Cuando Cristina Soledad Sánchez Esquivel subió al auto de Héctor Manuel la tarde del 4 de junio, aún no era conocida como La Matataxistas, pero ya era una asesina consumada. Pocos sabían que en un pozo de agua ubicado en El Cerro del Fraile, muy cerca de García, Nuevo León, sumergía cadáveres a casi trescientos metros de profundidad.

“No me importa que tengas familia, también la vamos a matar y a echar al pozo”, contó las sentencias de muerte Aarón Herrera Pérez, El Azteca, amigo y cómplice de a quien en su juventud conoció como La Plomera, muchos años antes de ser lo que es ahora y después de que la Dirección Estatal de Investigaciones lo capturara tras la denuncia de Ezequiel Herrera Nájera, su padre.

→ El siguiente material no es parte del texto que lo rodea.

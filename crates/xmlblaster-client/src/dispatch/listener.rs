// SPDX-License-Identifier: Apache-2.0 OR MIT
// Copyright (c) 2025-2026 naskel.com

//! Connection lifecycle notifications.

/// Lifecycle event reported to a [`ConnectionProblemsListener`].
#[derive(Clone, Copy, Debug, PartialEq, Eq, Hash)]
pub enum ConnectionEvent {
    /// ALIVE -> POLLING
    GoingToPoll,
    /// POLLING -> ALIVE
    ReConnected,
    /// POLLING -> DEAD (or ALIVE -> DEAD when not fail-safe)
    LostConnection,
}

/// Receives fail-over notifications.
///
/// All methods are invoked from the ping timer thread, never while the
/// connection's lock is held, so they may call back into the client.
/// Implementations must be thread-safe and should return quickly.
pub trait ConnectionProblemsListener: Send + Sync {
    /// The connection stopped answering pings; reconnect polling starts.
    fn going_to_poll(&self) {}

    /// A reconnect attempt succeeded.
    fn re_connected(&self) {}

    /// Reconnect retries are exhausted; the connection is dead for good.
    fn lost_connection(&self) {}
}

impl ConnectionEvent {
    /// Dispatch this event to the matching listener method.
    pub fn notify(self, listener: &dyn ConnectionProblemsListener) {
        match self {
            ConnectionEvent::GoingToPoll => listener.going_to_poll(),
            ConnectionEvent::ReConnected => listener.re_connected(),
            ConnectionEvent::LostConnection => listener.lost_connection(),
        }
    }
}

/// Closure-based listener receiving every event.
///
/// ```ignore
/// let listener = Arc::new(ClosureProblemsListener::new(|event| {
///     log::info!("connection: {:?}", event);
/// }));
/// access.init_failsafe(&listener);
/// ```
pub struct ClosureProblemsListener<F: Fn(ConnectionEvent) + Send + Sync> {
    callback: F,
}

impl<F: Fn(ConnectionEvent) + Send + Sync> ClosureProblemsListener<F> {
    pub fn new(callback: F) -> Self {
        Self { callback }
    }
}

impl<F: Fn(ConnectionEvent) + Send + Sync> ConnectionProblemsListener for ClosureProblemsListener<F> {
    fn going_to_poll(&self) {
        (self.callback)(ConnectionEvent::GoingToPoll);
    }

    fn re_connected(&self) {
        (self.callback)(ConnectionEvent::ReConnected);
    }

    fn lost_connection(&self) {
        (self.callback)(ConnectionEvent::LostConnection);
    }
}

#[cfg(test)]
mod tests {
    use super::*;
    use parking_lot::Mutex;
    use std::sync::Arc;

    #[test]
    fn test_default_methods_are_noops() {
        struct Quiet;
        impl ConnectionProblemsListener for Quiet {}
        let q = Quiet;
        q.going_to_poll();
        q.re_connected();
        q.lost_connection();
    }

    #[test]
    fn test_closure_listener_sees_events() {
        let seen = Arc::new(Mutex::new(Vec::new()));
        let s = seen.clone();
        let listener = ClosureProblemsListener::new(move |e| s.lock().push(e));
        ConnectionEvent::GoingToPoll.notify(&listener);
        ConnectionEvent::ReConnected.notify(&listener);
        ConnectionEvent::LostConnection.notify(&listener);
        assert_eq!(
            *seen.lock(),
            vec![
                ConnectionEvent::GoingToPoll,
                ConnectionEvent::ReConnected,
                ConnectionEvent::LostConnection
            ]
        );
    }
}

De hecho, los investigadores de Coahuila y Nuevo León tampoco sabían que Cristina Soledad lideraba una banda de matones. Ni que había asesinado al menos a cinco hombres con características similares, entre ellos a su amante. Tiempo después, tras las sombras de su detención, confesaría que fue ultrajada y vejada en múltiples ocasiones. De ahí su odio.

“¿Crees en Dios? La libraste de milagro. Se está lamentando de no haberte matado”, habría de confiar un policía investigador a Héctor Manuel Nerio Balderas, mientras rendía su declaración en la Procuraduría General de Justicia del estado de Nuevo León la madrugada del 5 de junio, cansado y hambriento tras la batalla.

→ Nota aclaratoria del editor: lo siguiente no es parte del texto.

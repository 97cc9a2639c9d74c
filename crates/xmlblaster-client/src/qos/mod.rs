// SPDX-License-Identifier: Apache-2.0 OR MIT
// Copyright (c) 2025-2026 naskel.com

//! Request and response values exchanged with the server.
//!
//! Keys and most QoS documents are opaque XML strings passed through to the
//! transport untouched. Only the fields the client itself acts on are
//! modelled: the connect policy ([`Address`]), the session identity, and the
//! subscription id used to route callbacks.

pub mod address;

pub use address::Address;

/// Return value of a successful callback.
pub const STATUS_OK: &str = "<qos><state id='OK'/></qos>";

/// Minimal QoS used for pings and plain requests.
pub const EMPTY_QOS: &str = "<qos/>";

// ============================================================================
// Session
// ============================================================================

/// Login identity of a client session.
#[derive(Clone, Debug, Default, PartialEq, Eq)]
pub struct SessionQos {
    /// Login name, e.g. `joe` or `joe/2` for a public session id.
    pub name: String,
    /// Secret session id handed out by the server on connect.
    pub secret_session_id: Option<String>,
}

impl SessionQos {
    pub fn new(name: impl Into<String>) -> Self {
        Self {
            name: name.into(),
            secret_session_id: None,
        }
    }

    /// Login name without the `/<publicSessionId>` suffix.
    pub fn login_name(&self) -> &str {
        self.name.split('/').next().unwrap_or(&self.name)
    }
}

// ============================================================================
// Connect
// ============================================================================

/// Connect request. Immutable once built; changes produce a new value.
#[derive(Clone, Debug, PartialEq, Eq)]
pub struct ConnectQos {
    session: SessionQos,
    address: Address,
    callback_address: Option<String>,
    extra_xml: String,
}

impl ConnectQos {
    /// Connect request for `login_name` with the default address.
    pub fn new(login_name: impl Into<String>) -> Self {
        Self::builder(login_name).build()
    }

    pub fn builder(login_name: impl Into<String>) -> ConnectQosBuilder {
        ConnectQosBuilder {
            qos: ConnectQos {
                session: SessionQos::new(login_name),
                address: Address::default(),
                callback_address: None,
                extra_xml: String::new(),
            },
        }
    }

    pub fn session(&self) -> &SessionQos {
        &self.session
    }

    pub fn address(&self) -> &Address {
        &self.address
    }

    /// Address the server should deliver callbacks to, if any.
    pub fn callback_address(&self) -> Option<&str> {
        self.callback_address.as_deref()
    }

    /// Opaque XML appended inside `<qos>`.
    pub fn extra_xml(&self) -> &str {
        &self.extra_xml
    }

    /// Copy with a new secret session id (used after reconnect).
    pub fn with_secret_session_id(&self, id: impl Into<String>) -> Self {
        let mut qos = self.clone();
        qos.session.secret_session_id = Some(id.into());
        qos
    }

    /// Copy with a callback address.
    pub fn with_callback_address(&self, address: impl Into<String>) -> Self {
        let mut qos = self.clone();
        qos.callback_address = Some(address.into());
        qos
    }

    /// Render the request.
    pub fn to_xml(&self) -> String {
        let mut xml = String::from("<qos>\n");
        xml.push_str(&format!(" <session name='{}'", self.session.name));
        if let Some(id) = &self.session.secret_session_id {
            xml.push_str(&format!(" sessionId='{}'", id));
        }
        xml.push_str("/>\n ");
        xml.push_str(&self.address.to_xml());
        xml.push('\n');
        if let Some(cb) = &self.callback_address {
            xml.push_str(&format!(" <queue relating='callback'><callback>{}</callback></queue>\n", cb));
        }
        if !self.extra_xml.is_empty() {
            xml.push(' ');
            xml.push_str(&self.extra_xml);
            xml.push('\n');
        }
        xml.push_str("</qos>");
        xml
    }
}

/// Builder for [`ConnectQos`].
#[derive(Debug)]
pub struct ConnectQosBuilder {
    qos: ConnectQos,
}

impl ConnectQosBuilder {
    pub fn address(mut self, address: Address) -> Self {
        self.qos.address = address;
        self
    }

    pub fn secret_session_id(mut self, id: impl Into<String>) -> Self {
        self.qos.session.secret_session_id = Some(id.into());
        self
    }

    pub fn extra_xml(mut self, xml: impl Into<String>) -> Self {
        self.qos.extra_xml = xml.into();
        self
    }

    pub fn build(self) -> ConnectQos {
        self.qos
    }
}

/// Server acknowledgement of a connect.
#[derive(Clone, Debug, Default, PartialEq, Eq)]
pub struct ConnectReturnQos {
    /// Absolute session name assigned by the server.
    pub session_name: String,
    /// Secret session id to present on reconnect.
    pub secret_session_id: String,
    /// Raw reply.
    pub xml: String,
}

// ============================================================================
// Messages
// ============================================================================

/// A message: key, payload and QoS.
#[derive(Clone, Debug, Default, PartialEq, Eq)]
pub struct MessageUnit {
    pub key: String,
    pub content: Vec<u8>,
    pub qos: String,
}

impl MessageUnit {
    pub fn new(key: impl Into<String>, content: impl Into<Vec<u8>>, qos: impl Into<String>) -> Self {
        Self {
            key: key.into(),
            content: content.into(),
            qos: qos.into(),
        }
    }

    /// Payload as UTF-8, lossy.
    pub fn content_str(&self) -> std::borrow::Cow<'_, str> {
        String::from_utf8_lossy(&self.content)
    }
}

/// Server reply to a subscribe.
#[derive(Clone, Debug, Default, PartialEq, Eq)]
pub struct SubscribeReturnQos {
    /// Id used to route updates and to unsubscribe.
    pub subscription_id: String,
    pub xml: String,
}

/// QoS of an incoming callback message.
#[derive(Clone, Debug, Default, PartialEq, Eq)]
pub struct UpdateQos {
    /// Subscription that caused this update, if any.
    pub subscription_id: Option<String>,
    /// Message state, e.g. `OK` or `ERASED`.
    pub state: String,
    pub xml: String,
}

A esa hora los rotativos estaban cocinando la historia de esa mujer robusta, morena y de 31 años que abordaba taxistas: apuñalaba o disparaba en parajes de la carretera a Icamole para vender sus autos en 20 mil pesos.

Héctor Manuel, de 60 años, originario de Charcas, San Luis Potosí, dijo sentir que se le iba el aire cuando escuchó: “Usted acaba de nacer. Ya confesó que mató a cuatro”. La mano y el cuello sangraban moderadamente a causa de un navajazo.

“Tengo un mes y siete días de nacido”, respiró hondo al momento de subir el primer pasaje desde aquel ataque.

El destino sería precisamente el lugar donde iba a ser su tumba.

Y es que Cristina Soledad se paró en la acera de Periférico Luis Echeverría Álvarez, justo afuera de la central de autobuses de Saltillo, poco antes de las cuatro de la tarde. En la mano traía un boleto de autobús: su gesto serio, seño fruncido.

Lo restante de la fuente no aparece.